> WHAT THE TASK ASKS: Find every line below where the string "EnvFilter" shows up, and copy those lines.

↓↓↓

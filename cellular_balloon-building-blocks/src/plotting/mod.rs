mod contour_2d;
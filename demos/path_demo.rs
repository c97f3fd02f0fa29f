//! Draws the path of a circular orbit and a follower for one hour.
//!
//! Run with `RUST_LOG=globepath=debug` to see slot allocation.

use std::cell::RefCell;
use std::rc::Rc;

use globepath::{
    Color, Entity, EntityCollection, JulianDate, MaterialProperty, PathGraphics, PathVisualizer,
    PositionProperty, Property, ReferenceFrame, SampledProperty, Scene, SceneMode, TimeInterval,
    VisualizerOptions,
};
use nalgebra::Vector3;
use qtty::Seconds;
use tracing_subscriber::EnvFilter;

const ORBIT_RADIUS: f64 = 7_000_000.0;
const PERIOD: f64 = 5_800.0;

fn orbit(start: JulianDate) -> PositionProperty {
    let mut samples = SampledProperty::new();
    samples.add_samples((0..=12).map(|i| {
        let t = f64::from(i) * 300.0;
        let angle = std::f64::consts::TAU * t / PERIOD;
        (
            start.add_seconds(Seconds::new(t)),
            Vector3::new(ORBIT_RADIUS * angle.cos(), ORBIT_RADIUS * angle.sin(), 0.0),
        )
    }));
    PositionProperty::sampled(samples).with_frame(ReferenceFrame::Inertial)
}

fn main() -> globepath::Result<()> {
    tracing_subscriber::fmt()
        .with_env_filter(EnvFilter::from_default_env())
        .init();

    let start = JulianDate::from_iso8601("2024-06-01T00:00:00Z")?;
    let stop = start.add_seconds(Seconds::new(3_600.0));

    let scene = Rc::new(RefCell::new(Scene::new(SceneMode::Scene3D)));
    let entities = Rc::new(RefCell::new(EntityCollection::new()));
    {
        let mut entities = entities.borrow_mut();
        entities.suspend_events();
        entities.add(
            Entity::new("sat")
                .with_position(orbit(start))
                .with_availability(TimeInterval::new(start, stop))
                .with_path(PathGraphics {
                    width: Some(Property::Constant(2.0)),
                    material: Some(MaterialProperty::from(Color::YELLOW)),
                    ..PathGraphics::default()
                }),
        )?;
        entities.add(
            Entity::new("chase")
                .with_position(PositionProperty::reference("sat"))
                .with_availability(TimeInterval::new(start, stop))
                .with_path(PathGraphics::default()),
        )?;
        entities.resume_events()?;
    }

    let mut visualizer = PathVisualizer::builder()
        .scene(Rc::clone(&scene))
        .entity_collection(Rc::clone(&entities))
        .options(VisualizerOptions {
            default_resolution: 120.0,
            ..VisualizerOptions::default()
        })
        .build()?;

    for minute in (0..=60).step_by(15) {
        let time = start.add_seconds(Seconds::new(f64::from(minute) * 60.0));
        visualizer.update(time);

        if let Some(pool) = visualizer.primitives(ReferenceFrame::Inertial) {
            let pool = pool.borrow();
            for polyline in pool.iter().filter(|polyline| polyline.show) {
                let reveal = polyline
                    .material
                    .as_ref()
                    .map_or(0.0, |material| material.update_time.x);
                println!(
                    "t+{minute:02}m {:<6} vertices={:<3} revealed={:.2}",
                    polyline.id.as_deref().unwrap_or("?"),
                    polyline.positions.len(),
                    reveal,
                );
            }
        }
    }

    visualizer.destroy();
    Ok(())
}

↑↑↑

> ANSWER SPACE:
use tracing_subscriber::EnvFilter;
        .with_env_filter(EnvFilter::from_default_env())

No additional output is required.